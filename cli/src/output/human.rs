//! Human-readable terminal renderer.

use anyhow::{Context, Result};
use owo_colors::OwoColorize as _;

use crate::domain::config::DlabConfig;
use crate::infra::config::CONFIG_ENV;
use crate::output::OutputContext;

/// Placeholder shown instead of sensitive output values.
pub const SENSITIVE_PLACEHOLDER: &str = "<sensitive>";

/// Renders results as human-readable terminal output using `OutputContext`.
pub struct HumanRenderer<'a> {
    ctx: &'a OutputContext,
}

impl<'a> HumanRenderer<'a> {
    /// Create a new `HumanRenderer` wrapping the given output context.
    #[must_use]
    pub fn new(ctx: &'a OutputContext) -> Self {
        Self { ctx }
    }

    /// Render the CLI version information.
    pub fn render_version(&self, version: &str) {
        if self.ctx.quiet {
            return;
        }
        println!("dlab {version}");
    }

    /// Render the effective configuration.
    ///
    /// # Errors
    ///
    /// Returns an error if the option overrides cannot be serialized.
    pub fn render_config(&self, config: &DlabConfig, path: &std::path::Path) -> Result<()> {
        if self.ctx.quiet {
            return Ok(());
        }
        let tf = &config.terraform;
        println!();
        self.ctx
            .header(&format!("Configuration ({})", path.display()));
        println!();
        let workdir = tf.workdir.as_deref().unwrap_or("(not set)");
        self.ctx.kv(&format!("{:<23}", "terraform.workdir:"), workdir);
        self.ctx
            .kv("terraform.timeout_secs:", &tf.timeout_secs.to_string());
        if !tf.options.is_empty() {
            let options = serde_yaml::to_string(&tf.options).context("cannot render options")?;
            println!("  {}", "terraform.options:".style(self.ctx.styles.bold));
            for line in options.lines() {
                println!("    {line}");
            }
        }
        println!();
        println!("  {}", "Environment:".style(self.ctx.styles.bold));
        for var in [CONFIG_ENV, "NO_COLOR", "RUST_LOG"] {
            println!(
                "    {:<18} {}",
                format!("{var}:"),
                std::env::var(var).unwrap_or_else(|_| "(not set)".to_string())
            );
        }
        println!();
        Ok(())
    }

    /// Print Terraform's own output as-is. Suppressed when `quiet`.
    pub fn render_command_output(&self, output: &str) {
        if self.ctx.quiet {
            return;
        }
        let trimmed = output.trim_end();
        if !trimmed.is_empty() {
            println!("{trimmed}");
        }
    }

    /// Render `terraform output -json` as `name = value` lines.
    ///
    /// Sensitive values are masked. Anything that is not the usual
    /// name → `{value, sensitive}` object is pretty-printed as JSON.
    ///
    /// # Errors
    ///
    /// Returns an error if a value cannot be serialized.
    pub fn render_outputs(&self, outputs: &serde_json::Value) -> Result<()> {
        let Some(entries) = outputs.as_object() else {
            println!(
                "{}",
                serde_json::to_string_pretty(outputs).context("JSON serialization failed")?
            );
            return Ok(());
        };
        if entries.is_empty() {
            self.ctx.info("No outputs.");
            return Ok(());
        }
        let width = entries.keys().map(String::len).max().unwrap_or(0);
        for (name, entry) in entries {
            let sensitive = entry
                .get("sensitive")
                .and_then(serde_json::Value::as_bool)
                .unwrap_or(false);
            let shown = if sensitive {
                format!("{}", SENSITIVE_PLACEHOLDER.style(self.ctx.styles.sensitive))
            } else {
                display_value(entry.get("value").unwrap_or(entry))?
            };
            println!("{name:<width$} = {shown}");
        }
        Ok(())
    }
}

/// Strings print bare; everything else as compact JSON.
///
/// # Errors
///
/// Returns an error if the value cannot be serialized.
pub fn display_value(value: &serde_json::Value) -> Result<String> {
    match value {
        serde_json::Value::String(s) => Ok(s.clone()),
        other => serde_json::to_string(other).context("JSON serialization failed"),
    }
}
//! Application layer: port trait definitions and use-case orchestration.
//!
//! This module depends only on `crate::domain`, never on `crate::infra`,
//! `crate::commands`, or `crate::output`.

pub mod ports;
pub mod services;

pub use ports::{CommandExecutor, ConfigStore, WorkdirGuard, WorkingDir};
pub use services::terraform::Terraform;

# # # #

The data are to be transcribed in full, exactly as given.

Reply to the task:
filename cli/src/output/human.rs
//! Human-readable terminal renderer.

use anyhow::{Context, Result};
use owo_colors::OwoColorize as _;

use crate::domain::config::DlabConfig;
use crate::infra::config::CONFIG_ENV;
use crate::output::OutputContext;

/// Placeholder shown instead of sensitive output values.
pub const SENSITIVE_PLACEHOLDER: &str = "<sensitive>";

/// Renders results as human-readable terminal output using `OutputContext`.
pub struct HumanRenderer<'a> {
    ctx: &'a OutputContext,
}

impl<'a> HumanRenderer<'a> {
    /// Create a new `HumanRenderer` wrapping the given output context.
    #[must_use]
    pub fn new(ctx: &'a OutputContext) -> Self {
        Self { ctx }
    }

    /// Render the CLI version information.
    pub fn render_version(&self, version: &str) {
        if self.ctx.quiet {
            return;
        }
        println!("dlab {version}");
    }

    /// Render the effective configuration.
    ///
    /// # Errors
    ///
    /// Returns an error if the option overrides cannot be serialized.
    pub fn render_config(&self, config: &DlabConfig, path: &std::path::Path) -> Result<()> {
        if self.ctx.quiet {
            return Ok(());
        }
        let tf = &config.terraform;
        println!();
        self.ctx
            .header(&format!("Configuration ({})", path.display()));
        println!();
        let workdir = tf.workdir.as_deref().unwrap_or("(not set)");
        self.ctx.kv(&format!("{:<23}", "terraform.workdir:"), workdir);
        self.ctx
            .kv("terraform.timeout_secs:", &tf.timeout_secs.to_string());
        if !tf.options.is_empty() {
            let options = serde_yaml::to_string(&tf.options).context("cannot render options")?;
            println!("  {}", "terraform.options:".style(self.ctx.styles.bold));
            for line in options.lines() {
                println!("    {line}");
            }
        }
        println!();
        println!("  {}", "Environment:".style(self.ctx.styles.bold));
        for var in [CONFIG_ENV, "NO_COLOR", "RUST_LOG"] {
            println!(
                "    {:<18} {}",
                format!("{var}:"),
                std::env::var(var).unwrap_or_else(|_| "(not set)".to_string())
            );
        }
        println!();
        Ok(())
    }

    /// Print Terraform's own output as-is. Suppressed when `quiet`.
    pub fn render_command_output(&self, output: &str) {
        if self.ctx.quiet {
            return;
        }
        let trimmed = output.trim_end();
        if !trimmed.is_empty() {
            println!("{trimmed}");
        }
    }

    /// Render `terraform output -json` as `name = value` lines.
    ///
    /// Sensitive values are masked. Anything that is not the usual
    /// name → `{value, sensitive}` object is pretty-printed as JSON.
    ///
    /// # Errors
    ///
    /// Returns an error if a value cannot be serialized.
    pub fn render_outputs(&self, outputs: &serde_json::Value) -> Result<()> {
        let Some(entries) = outputs.as_object() else {
            println!(
                "{}",
                serde_json::to_string_pretty(outputs).context("JSON serialization failed")?
            );
            return Ok(());
        };
        if entries.is_empty() {
            self.ctx.info("No outputs.");
            return Ok(());
        }
        let width = entries.keys().map(String::len).max().unwrap_or(0);
        for (name, entry) in entries {
            let sensitive = entry
                .get("sensitive")
                .and_then(serde_json::Value::as_bool)
                .unwrap_or(false);
            let shown = if sensitive {
                format!("{}", SENSITIVE_PLACEHOLDER.style(self.ctx.styles.sensitive))
            } else {
                display_value(entry.get("value").unwrap_or(entry))?
            };
            println!("{name:<width$} = {shown}");
        }
        Ok(())
    }
}

/// Strings print bare; everything else as compact JSON.
///
/// # Errors
///
/// Returns an error if the value cannot be serialized.
pub fn display_value(value: &serde_json::Value) -> Result<String> {
    match value {
        serde_json::Value::String(s) => Ok(s.clone()),
        other => serde_json::to_string(other).context("JSON serialization failed"),
    }
}
//! Application layer: port trait definitions and use-case orchestration.
//!
//! This module depends only on `crate::domain`, never on `crate::infra`,
//! `crate::commands`, or `crate::output`.

pub mod ports;
pub mod services;

pub use ports::{CommandExecutor, ConfigStore, WorkdirGuard, WorkingDir};
pub use services::terraform::Terraform;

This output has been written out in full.